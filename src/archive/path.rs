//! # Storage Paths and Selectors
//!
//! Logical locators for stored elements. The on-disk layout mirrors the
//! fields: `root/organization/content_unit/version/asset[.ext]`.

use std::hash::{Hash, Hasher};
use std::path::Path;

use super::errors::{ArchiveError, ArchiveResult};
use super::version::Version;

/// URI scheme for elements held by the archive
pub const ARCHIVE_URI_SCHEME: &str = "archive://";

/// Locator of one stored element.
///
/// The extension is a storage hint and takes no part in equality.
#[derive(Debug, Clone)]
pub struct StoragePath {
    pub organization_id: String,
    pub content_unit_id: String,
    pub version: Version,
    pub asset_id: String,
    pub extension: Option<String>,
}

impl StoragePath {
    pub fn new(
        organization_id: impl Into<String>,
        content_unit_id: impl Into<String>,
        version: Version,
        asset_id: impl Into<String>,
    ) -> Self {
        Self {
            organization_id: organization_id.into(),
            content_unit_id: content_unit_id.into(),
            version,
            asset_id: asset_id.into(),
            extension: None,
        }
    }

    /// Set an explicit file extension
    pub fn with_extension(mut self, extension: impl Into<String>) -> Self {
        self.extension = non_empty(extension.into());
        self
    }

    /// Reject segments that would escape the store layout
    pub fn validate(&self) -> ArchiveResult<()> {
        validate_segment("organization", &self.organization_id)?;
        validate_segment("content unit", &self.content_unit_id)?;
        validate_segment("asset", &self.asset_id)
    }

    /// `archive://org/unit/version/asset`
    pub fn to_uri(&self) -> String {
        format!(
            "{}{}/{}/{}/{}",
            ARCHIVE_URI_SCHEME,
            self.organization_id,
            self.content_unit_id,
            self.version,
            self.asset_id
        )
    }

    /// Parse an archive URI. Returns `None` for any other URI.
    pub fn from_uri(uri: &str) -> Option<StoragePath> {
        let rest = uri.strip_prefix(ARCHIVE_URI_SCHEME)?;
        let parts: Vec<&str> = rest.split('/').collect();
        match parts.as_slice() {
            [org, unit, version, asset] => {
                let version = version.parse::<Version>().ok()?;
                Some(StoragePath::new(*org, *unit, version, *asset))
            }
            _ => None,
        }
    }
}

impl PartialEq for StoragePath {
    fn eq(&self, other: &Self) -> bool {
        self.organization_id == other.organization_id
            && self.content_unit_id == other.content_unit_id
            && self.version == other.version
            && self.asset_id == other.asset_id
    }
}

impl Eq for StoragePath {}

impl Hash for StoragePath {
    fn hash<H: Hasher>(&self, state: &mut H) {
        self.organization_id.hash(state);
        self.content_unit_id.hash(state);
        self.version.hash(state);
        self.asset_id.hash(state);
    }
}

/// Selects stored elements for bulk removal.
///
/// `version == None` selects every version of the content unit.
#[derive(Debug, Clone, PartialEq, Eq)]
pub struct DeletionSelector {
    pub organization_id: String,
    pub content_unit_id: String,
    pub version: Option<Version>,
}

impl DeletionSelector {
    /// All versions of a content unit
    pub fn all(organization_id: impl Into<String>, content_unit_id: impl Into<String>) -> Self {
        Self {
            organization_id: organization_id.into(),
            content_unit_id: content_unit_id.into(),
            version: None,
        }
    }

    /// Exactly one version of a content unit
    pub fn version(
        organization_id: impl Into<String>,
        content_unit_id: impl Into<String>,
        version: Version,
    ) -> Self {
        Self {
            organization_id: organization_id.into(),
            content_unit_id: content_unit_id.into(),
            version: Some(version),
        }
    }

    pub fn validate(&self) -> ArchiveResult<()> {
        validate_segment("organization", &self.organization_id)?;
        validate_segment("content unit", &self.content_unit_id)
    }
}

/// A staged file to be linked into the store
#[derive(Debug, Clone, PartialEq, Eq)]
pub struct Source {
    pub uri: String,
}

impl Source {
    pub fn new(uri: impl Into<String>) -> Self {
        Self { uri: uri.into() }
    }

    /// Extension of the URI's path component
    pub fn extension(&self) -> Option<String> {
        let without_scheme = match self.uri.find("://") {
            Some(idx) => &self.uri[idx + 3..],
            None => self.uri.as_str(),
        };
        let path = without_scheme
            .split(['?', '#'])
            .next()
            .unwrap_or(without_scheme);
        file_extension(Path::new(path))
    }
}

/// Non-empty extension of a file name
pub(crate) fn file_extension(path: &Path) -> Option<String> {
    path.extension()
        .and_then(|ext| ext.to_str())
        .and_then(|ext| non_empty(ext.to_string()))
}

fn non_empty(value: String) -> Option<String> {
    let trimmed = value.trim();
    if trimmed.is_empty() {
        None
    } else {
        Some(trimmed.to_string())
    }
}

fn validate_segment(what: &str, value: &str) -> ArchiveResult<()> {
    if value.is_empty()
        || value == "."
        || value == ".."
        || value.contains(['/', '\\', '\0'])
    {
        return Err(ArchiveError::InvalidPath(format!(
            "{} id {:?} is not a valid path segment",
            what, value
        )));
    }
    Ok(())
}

━━━

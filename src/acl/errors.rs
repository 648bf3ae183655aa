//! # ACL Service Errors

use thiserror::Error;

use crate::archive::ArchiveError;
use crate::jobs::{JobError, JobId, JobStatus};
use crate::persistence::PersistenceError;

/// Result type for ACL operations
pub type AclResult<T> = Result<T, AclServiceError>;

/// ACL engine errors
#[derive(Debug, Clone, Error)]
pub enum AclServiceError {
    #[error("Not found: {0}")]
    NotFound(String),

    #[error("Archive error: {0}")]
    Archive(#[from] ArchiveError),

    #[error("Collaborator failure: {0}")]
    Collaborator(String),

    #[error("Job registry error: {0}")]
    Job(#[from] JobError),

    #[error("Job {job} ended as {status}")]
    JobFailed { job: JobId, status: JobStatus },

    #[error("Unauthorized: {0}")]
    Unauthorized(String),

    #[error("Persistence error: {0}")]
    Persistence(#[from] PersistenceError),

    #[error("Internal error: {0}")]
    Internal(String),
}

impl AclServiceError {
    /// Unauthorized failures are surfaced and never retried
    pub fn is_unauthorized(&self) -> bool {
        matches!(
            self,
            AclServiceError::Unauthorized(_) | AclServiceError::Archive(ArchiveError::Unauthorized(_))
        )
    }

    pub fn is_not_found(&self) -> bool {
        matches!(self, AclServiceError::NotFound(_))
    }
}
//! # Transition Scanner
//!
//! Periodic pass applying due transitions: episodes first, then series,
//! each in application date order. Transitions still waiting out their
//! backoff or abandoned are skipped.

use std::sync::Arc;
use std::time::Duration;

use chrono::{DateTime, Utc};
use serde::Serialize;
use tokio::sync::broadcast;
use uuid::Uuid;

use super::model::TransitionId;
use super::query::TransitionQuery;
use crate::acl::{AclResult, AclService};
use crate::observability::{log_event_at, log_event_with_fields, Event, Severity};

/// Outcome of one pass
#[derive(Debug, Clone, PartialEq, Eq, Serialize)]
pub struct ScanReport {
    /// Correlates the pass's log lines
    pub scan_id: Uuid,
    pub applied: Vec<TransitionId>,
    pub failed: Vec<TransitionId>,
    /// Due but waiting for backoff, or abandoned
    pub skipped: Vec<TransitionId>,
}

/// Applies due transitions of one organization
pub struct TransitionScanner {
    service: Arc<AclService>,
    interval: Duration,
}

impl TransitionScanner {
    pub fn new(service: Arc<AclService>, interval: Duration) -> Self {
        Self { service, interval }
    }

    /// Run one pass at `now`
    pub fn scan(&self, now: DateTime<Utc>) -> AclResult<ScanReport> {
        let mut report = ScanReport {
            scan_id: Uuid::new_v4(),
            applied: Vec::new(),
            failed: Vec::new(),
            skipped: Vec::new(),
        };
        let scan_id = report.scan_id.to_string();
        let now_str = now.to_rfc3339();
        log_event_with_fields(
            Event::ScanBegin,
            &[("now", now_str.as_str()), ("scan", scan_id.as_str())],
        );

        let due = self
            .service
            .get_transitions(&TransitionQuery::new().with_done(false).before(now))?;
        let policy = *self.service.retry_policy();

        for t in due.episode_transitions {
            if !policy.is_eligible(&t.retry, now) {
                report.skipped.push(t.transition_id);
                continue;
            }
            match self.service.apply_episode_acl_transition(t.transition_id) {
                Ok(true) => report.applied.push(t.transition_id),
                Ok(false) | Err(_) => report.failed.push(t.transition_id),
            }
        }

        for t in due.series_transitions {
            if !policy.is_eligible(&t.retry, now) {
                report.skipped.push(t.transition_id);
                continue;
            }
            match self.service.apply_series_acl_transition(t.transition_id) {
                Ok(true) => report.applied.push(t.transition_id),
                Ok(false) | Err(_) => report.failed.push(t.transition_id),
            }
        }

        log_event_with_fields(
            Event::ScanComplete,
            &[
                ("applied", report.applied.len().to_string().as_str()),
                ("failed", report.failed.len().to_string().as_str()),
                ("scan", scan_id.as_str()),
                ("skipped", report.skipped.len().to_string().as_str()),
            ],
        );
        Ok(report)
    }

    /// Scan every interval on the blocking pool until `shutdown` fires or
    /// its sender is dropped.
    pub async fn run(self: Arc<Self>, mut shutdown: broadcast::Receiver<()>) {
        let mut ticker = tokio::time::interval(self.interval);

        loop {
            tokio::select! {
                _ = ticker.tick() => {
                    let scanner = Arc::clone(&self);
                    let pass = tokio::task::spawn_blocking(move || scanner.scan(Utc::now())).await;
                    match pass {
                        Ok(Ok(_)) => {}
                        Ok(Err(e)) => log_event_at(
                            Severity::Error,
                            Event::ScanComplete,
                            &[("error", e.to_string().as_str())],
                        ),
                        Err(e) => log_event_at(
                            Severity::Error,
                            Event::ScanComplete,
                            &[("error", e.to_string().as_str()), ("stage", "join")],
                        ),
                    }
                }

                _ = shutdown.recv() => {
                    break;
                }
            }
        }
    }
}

━━━

WHAT TO DO:
When you reach the line with "filename src/archive/path.rs" in the records above, start writing out lines exactly, and stop once the line with "#[derive(Debug, Clone)]" has been written; include nothing else.

YOUR SOLUTION:
filename src/archive/path.rs
//! # Storage Paths and Selectors
//!
//! Logical locators for stored elements. The on-disk layout mirrors the
//! fields: `root/organization/content_unit/version/asset[.ext]`.

use std::hash::{Hash, Hasher};
use std::path::Path;

use super::errors::{ArchiveError, ArchiveResult};
use super::version::Version;

/// URI scheme for elements held by the archive
pub const ARCHIVE_URI_SCHEME: &str = "archive://";

/// Locator of one stored element.
///
/// The extension is a storage hint and takes no part in equality.
#[derive(Debug, Clone)]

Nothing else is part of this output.